Saved data entries
====================

//! Per-thread pooling allocator for holders
//!
//! Values churn constantly in a running script, and every one of them owns a
//! heap-allocated holder. Each payload type gets its own free list of
//! correctly sized cells; a cell released by a dropped holder is handed to
//! the next holder of the same type instead of going back to the global
//! allocator. When a free list runs dry it grows by a whole chunk of cells.
//!
//! Pools live in thread-local storage because values themselves never leave
//! their thread. They are created lazily on first use and reclaimed when the
//! thread exits. Releases that arrive after the thread's pools are gone fall
//! through to the global allocator.

use std::any::{type_name, Any, TypeId};
use std::cell::{Cell, RefCell};
use std::collections::HashMap;
use std::mem::MaybeUninit;
use std::ptr;

use log::debug;

use crate::config::PoolConfig;
use crate::holder::TypedHolder;
use crate::payload::Payload;

thread_local! {
    static CONFIG: Cell<PoolConfig> = Cell::new(PoolConfig::default());
    static POOLS: RefCell<HashMap<TypeId, Box<dyn ErasedPool>>> = RefCell::new(HashMap::new());
}

/// Occupancy counters for one pool.
#[derive(Debug, Clone, Copy, Default, PartialEq, Eq)]
pub struct PoolStats {
    /// Cells currently holding a live object
    pub live: usize,

    /// Cells waiting on the free list
    pub free: usize,

    /// Number of times the pool has grown
    pub chunks: usize,
}

/// Type-erased view of a `Pool<T>`, so pools of every cell type share one map.
trait ErasedPool {
    fn as_any(&self) -> &dyn Any;
    fn as_any_mut(&mut self) -> &mut dyn Any;
    fn trim(&mut self) -> usize;
}

struct Pool<T> {
    free: Vec<Box<MaybeUninit<T>>>,
    live: usize,
    chunks: usize,
}

impl<T> Pool<T> {
    fn new() -> Self {
        Self {
            free: Vec::new(),
            live: 0,
            chunks: 0,
        }
    }

    fn take(&mut self, config: PoolConfig) -> Box<MaybeUninit<T>> {
        self.live += 1;
        if !config.enabled {
            return Box::new_uninit();
        }
        if self.free.is_empty() {
            self.grow(config.chunk_size.max(1));
        }
        self.free.pop().unwrap_or_else(Box::new_uninit)
    }

    fn grow(&mut self, chunk_size: usize) {
        self.free.reserve(chunk_size);
        self.free.extend((0..chunk_size).map(|_| Box::new_uninit()));
        self.chunks += 1;
        debug!(
            "holder pool for {} grew by {} cells ({} chunks)",
            type_name::<T>(),
            chunk_size,
            self.chunks
        );
    }

    fn give_back(&mut self, cell: Box<MaybeUninit<T>>, config: PoolConfig) {
        self.live = self.live.saturating_sub(1);
        if config.enabled {
            self.free.push(cell);
        }
    }

    fn stats(&self) -> PoolStats {
        PoolStats {
            live: self.live,
            free: self.free.len(),
            chunks: self.chunks,
        }
    }
}

impl<T: 'static> ErasedPool for Pool<T> {
    fn as_any(&self) -> &dyn Any {
        self
    }

    fn as_any_mut(&mut self) -> &mut dyn Any {
        self
    }

    fn trim(&mut self) -> usize {
        let released = self.free.len();
        self.free = Vec::new();
        released
    }
}

/// Replace the calling thread's pool configuration.
pub fn configure(config: PoolConfig) {
    debug!(
        "holder pools configured: chunk_size={}, enabled={}",
        config.chunk_size, config.enabled
    );
    let _ = CONFIG.try_with(|cell| cell.set(config));
}

/// The calling thread's pool configuration.
pub fn config() -> PoolConfig {
    CONFIG.try_with(Cell::get).unwrap_or_default()
}

/// Occupancy of the calling thread's holder pool for payload type `T`.
pub fn holder_stats<T: Payload>() -> PoolStats {
    stats::<TypedHolder<T>>()
}

/// Drop every free cell held by the calling thread's pools.
///
/// Live objects are untouched. Returns the number of cells released.
pub fn release_free() -> usize {
    POOLS
        .try_with(|pools| match pools.try_borrow_mut() {
            Ok(mut pools) => pools.values_mut().map(|pool| pool.trim()).sum(),
            Err(_) => 0,
        })
        .unwrap_or(0)
}

pub(crate) fn stats<T: 'static>() -> PoolStats {
    POOLS
        .try_with(|pools| {
            pools
                .borrow()
                .get(&TypeId::of::<T>())
                .and_then(|pool| pool.as_any().downcast_ref::<Pool<T>>())
                .map(Pool::stats)
                .unwrap_or_default()
        })
        .unwrap_or_default()
}

/// Move `value` into a pooled heap cell.
pub(crate) fn alloc<T: 'static>(value: T) -> Box<T> {
    let config = config();
    let cell = POOLS
        .try_with(|pools| {
            let mut pools = pools.try_borrow_mut().ok()?;
            pools
                .entry(TypeId::of::<T>())
                .or_insert_with(|| Box::new(Pool::<T>::new()) as Box<dyn ErasedPool>)
                .as_any_mut()
                .downcast_mut::<Pool<T>>()
                .map(|pool| pool.take(config))
        })
        .ok()
        .flatten();

    let mut cell = cell.unwrap_or_else(Box::new_uninit);
    cell.write(value);
    // SAFETY: the cell was fully initialized by the write above.
    unsafe { cell.assume_init() }
}

/// Drop the object in `boxed` and return its cell to the pool.
pub(crate) fn free<T: 'static>(boxed: Box<T>) {
    let raw = Box::into_raw(boxed);
    // SAFETY: `raw` is the unique pointer of a live `Box<T>`. The value is
    // dropped exactly once here, and `MaybeUninit<T>` has the layout of `T`,
    // so the allocation can be re-owned as an uninitialized cell.
    let cell = unsafe {
        ptr::drop_in_place(raw);
        Box::from_raw(raw.cast::<MaybeUninit<T>>())
    };

    // The payload is dropped before the pools are borrowed: dropping it may
    // release nested values, which come back through here.
    let config = config();
    let _ = POOLS.try_with(move |pools| {
        let Ok(mut pools) = pools.try_borrow_mut() else {
            return;
        };
        let pool = pools
            .get_mut(&TypeId::of::<T>())
            .and_then(|pool| pool.as_any_mut().downcast_mut::<Pool<T>>());
        if let Some(pool) = pool {
            pool.give_back(cell, config);
        }
    });
}

#[cfg(test)]
mod tests {
    use std::rc::Rc;

    use super::*;

    #[test]
    fn test_grows_by_chunks() {
        configure(PoolConfig::with_chunk_size(4));
        let cells: Vec<Box<String>> = (0..5).map(|i| alloc(i.to_string())).collect();
        assert_eq!(
            stats::<String>(),
            PoolStats {
                live: 5,
                free: 3,
                chunks: 2
            }
        );
        assert_eq!(*cells[4], "4");
        for cell in cells {
            free(cell);
        }
        assert_eq!(stats::<String>().live, 0);
        assert_eq!(stats::<String>().free, 8);
    }

    #[test]
    fn test_free_reuses_cell() {
        configure(PoolConfig::with_chunk_size(1));
        let first = alloc(7u64);
        let addr = &*first as *const u64 as usize;
        free(first);
        let second = alloc(9u64);
        assert_eq!(&*second as *const u64 as usize, addr);
        assert_eq!(*second, 9);
        assert_eq!(stats::<u64>().chunks, 1);
        free(second);
    }

    #[test]
    fn test_free_drops_payload() {
        let tracker = Rc::new(());
        let cell = alloc(Rc::clone(&tracker));
        assert_eq!(Rc::strong_count(&tracker), 2);
        free(cell);
        assert_eq!(Rc::strong_count(&tracker), 1);
    }

    #[test]
    fn test_disabled_pool_keeps_no_cells() {
        configure(PoolConfig::disabled());
        let cell = alloc(1i32);
        assert_eq!(stats::<i32>().free, 0);
        free(cell);
        assert_eq!(
            stats::<i32>(),
            PoolStats {
                live: 0,
                free: 0,
                chunks: 0
            }
        );
    }

    #[test]
    fn test_release_free() {
        configure(PoolConfig::with_chunk_size(8));
        let cell = alloc('x');
        free(cell);
        assert_eq!(release_free(), 8);
        assert_eq!(stats::<char>().free, 0);
    }
}
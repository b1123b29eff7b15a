//! Error types for value operations

use thiserror::Error;

use crate::protection::ProtectionLevel;

/// Main error type for [`Value`](crate::Value) operations.
///
/// Every check runs before any mutation, so an operation that returns one of
/// these leaves its operands exactly as they were.
#[derive(Error, Debug, Clone, PartialEq, Eq)]
pub enum ValueError {
    /// Typed read or access on an empty handle
    #[error("Value error: access to an empty value")]
    EmptyValue,

    /// Typed read or access with the wrong payload type
    #[error("Type error: expected {expected}, got {found}")]
    TypeMismatch {
        /// Requested payload type
        expected: &'static str,
        /// Stored payload type
        found: &'static str,
    },

    /// Mutable access to a constant or single value
    #[error("Protection error: cannot mutate a {level} value")]
    MutationForbidden {
        /// Protection level of the slot
        level: ProtectionLevel,
    },

    /// Raw swap/assign where either side is not mutable
    #[error("Protection error: raw operation on a protected value")]
    ProtectedMutation,

    /// Attempt to lower a slot's protection level
    #[error("Protection error: cannot change a {current} value to {requested}")]
    ProtectionViolation {
        /// Level the slot is at
        current: ProtectionLevel,
        /// Level that was asked for
        requested: ProtectionLevel,
    },

    /// Clone or detach of a single value
    #[error("Protection error: cannot duplicate a single value")]
    CannotDuplicate,

    /// Extension lookup on an empty handle
    #[error("Extension error: target type does not support extensions")]
    ExtensionUnsupported,

    /// No extension with the requested name is registered for the type
    #[error("Extension error: {type_name} has no extension named `{name}`")]
    UnknownExtension {
        /// Receiver's type name
        type_name: &'static str,
        /// Extension name that was looked up
        name: String,
    },

    /// An extension function reported a failure
    #[error("Extension error: {0}")]
    Extension(String),

    /// The slot's payload is already borrowed in a conflicting way
    #[error("Borrow error: value is already borrowed")]
    AlreadyBorrowed,
}

/// Stable classification of a [`ValueError`], independent of its fields.
#[derive(Debug, Clone, Copy, PartialEq, Eq, Hash)]
pub enum ErrorKind {
    /// See [`ValueError::EmptyValue`]
    EmptyValue,
    /// See [`ValueError::TypeMismatch`]
    TypeMismatch,
    /// See [`ValueError::MutationForbidden`]
    MutationForbidden,
    /// See [`ValueError::ProtectedMutation`]
    ProtectedMutation,
    /// See [`ValueError::ProtectionViolation`]
    ProtectionViolation,
    /// See [`ValueError::CannotDuplicate`]
    CannotDuplicate,
    /// See [`ValueError::ExtensionUnsupported`]
    ExtensionUnsupported,
    /// See [`ValueError::UnknownExtension`]
    UnknownExtension,
    /// See [`ValueError::Extension`]
    Extension,
    /// See [`ValueError::AlreadyBorrowed`]
    AlreadyBorrowed,
}

impl ValueError {
    /// The stable kind of this error.
    pub fn kind(&self) -> ErrorKind {
        match self {
            ValueError::EmptyValue => ErrorKind::EmptyValue,
            ValueError::TypeMismatch { .. } => ErrorKind::TypeMismatch,
            ValueError::MutationForbidden { .. } => ErrorKind::MutationForbidden,
            ValueError::ProtectedMutation => ErrorKind::ProtectedMutation,
            ValueError::ProtectionViolation { .. } => ErrorKind::ProtectionViolation,
            ValueError::CannotDuplicate => ErrorKind::CannotDuplicate,
            ValueError::ExtensionUnsupported => ErrorKind::ExtensionUnsupported,
            ValueError::UnknownExtension { .. } => ErrorKind::UnknownExtension,
            ValueError::Extension(_) => ErrorKind::Extension,
            ValueError::AlreadyBorrowed => ErrorKind::AlreadyBorrowed,
        }
    }
}

impl From<std::cell::BorrowError> for ValueError {
    fn from(_: std::cell::BorrowError) -> Self {
        ValueError::AlreadyBorrowed
    }
}

impl From<std::cell::BorrowMutError> for ValueError {
    fn from(_: std::cell::BorrowMutError) -> Self {
        ValueError::AlreadyBorrowed
    }
}

/// Result type alias for value operations
pub type Result<T> = std::result::Result<T, ValueError>;

#[cfg(test)]
mod tests {
    use super::*;

    #[test]
    fn test_kind_matches_variant() {
        let err = ValueError::TypeMismatch {
            expected: "i64",
            found: "String",
        };
        assert_eq!(err.kind(), ErrorKind::TypeMismatch);
        assert_eq!(ValueError::EmptyValue.kind(), ErrorKind::EmptyValue);
    }

    #[test]
    fn test_messages() {
        let err = ValueError::ProtectionViolation {
            current: ProtectionLevel::Single,
            requested: ProtectionLevel::Constant,
        };
        assert_eq!(
            err.to_string(),
            "Protection error: cannot change a single value to constant"
        );
        let err = ValueError::MutationForbidden {
            level: ProtectionLevel::Constant,
        };
        assert_eq!(err.to_string(), "Protection error: cannot mutate a constant value");
    }
}
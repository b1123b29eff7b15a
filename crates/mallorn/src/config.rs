//! Holder pool configuration

/// Default number of holder cells added each time a pool runs dry.
pub const DEFAULT_CHUNK_SIZE: usize = 64;

/// Configuration for the per-thread holder pools.
///
/// Applied with [`pool::configure`](crate::pool::configure); takes effect for
/// every pool growth after the call on the calling thread.
#[derive(Debug, Clone, Copy, PartialEq, Eq)]
pub struct PoolConfig {
    /// Number of cells reserved per growth step (at least 1)
    pub chunk_size: usize,

    /// When false, holders go straight to the global allocator
    pub enabled: bool,
}

impl Default for PoolConfig {
    fn default() -> Self {
        Self {
            chunk_size: DEFAULT_CHUNK_SIZE,
            enabled: true,
        }
    }
}

impl PoolConfig {
    /// Create a configuration with default settings.
    pub fn new() -> Self {
        Self::default()
    }

    /// Create a configuration with a custom chunk size.
    ///
    /// A chunk size of zero is treated as one.
    pub fn with_chunk_size(chunk_size: usize) -> Self {
        Self {
            chunk_size: chunk_size.max(1),
            ..Default::default()
        }
    }

    /// Create a configuration that bypasses pooling entirely.
    pub fn disabled() -> Self {
        Self {
            enabled: false,
            ..Default::default()
        }
    }
}

#[cfg(test)]
mod tests {
    use super::*;

    #[test]
    fn test_defaults() {
        let config = PoolConfig::new();
        assert_eq!(config.chunk_size, 64);
        assert!(config.enabled);
    }

    #[test]
    fn test_zero_chunk_clamped() {
        assert_eq!(PoolConfig::with_chunk_size(0).chunk_size, 1);
        assert!(!PoolConfig::disabled().enabled);
    }
}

====================

**TRY IT:**
Above are the entries. Copy exactly the part that opens with the line containing "assert_eq!(release_free(), 8);" and closes with the line containing "slot's protection level", and no more.

**RESPONSE AREA:**
        assert_eq!(release_free(), 8);
        assert_eq!(stats::<char>().free, 0);
    }
}
repository b1123b29eff7b15a
//! Error types for value operations

use thiserror::Error;

use crate::protection::ProtectionLevel;

/// Main error type for [`Value`](crate::Value) operations.
///
/// Every check runs before any mutation, so an operation that returns one of
/// these leaves its operands exactly as they were.
#[derive(Error, Debug, Clone, PartialEq, Eq)]
pub enum ValueError {
    /// Typed read or access on an empty handle
    #[error("Value error: access to an empty value")]
    EmptyValue,

    /// Typed read or access with the wrong payload type
    #[error("Type error: expected {expected}, got {found}")]
    TypeMismatch {
        /// Requested payload type
        expected: &'static str,
        /// Stored payload type
        found: &'static str,
    },

    /// Mutable access to a constant or single value
    #[error("Protection error: cannot mutate a {level} value")]
    MutationForbidden {
        /// Protection level of the slot
        level: ProtectionLevel,
    },

    /// Raw swap/assign where either side is not mutable
    #[error("Protection error: raw operation on a protected value")]
    ProtectedMutation,

    /// Attempt to lower a slot's protection level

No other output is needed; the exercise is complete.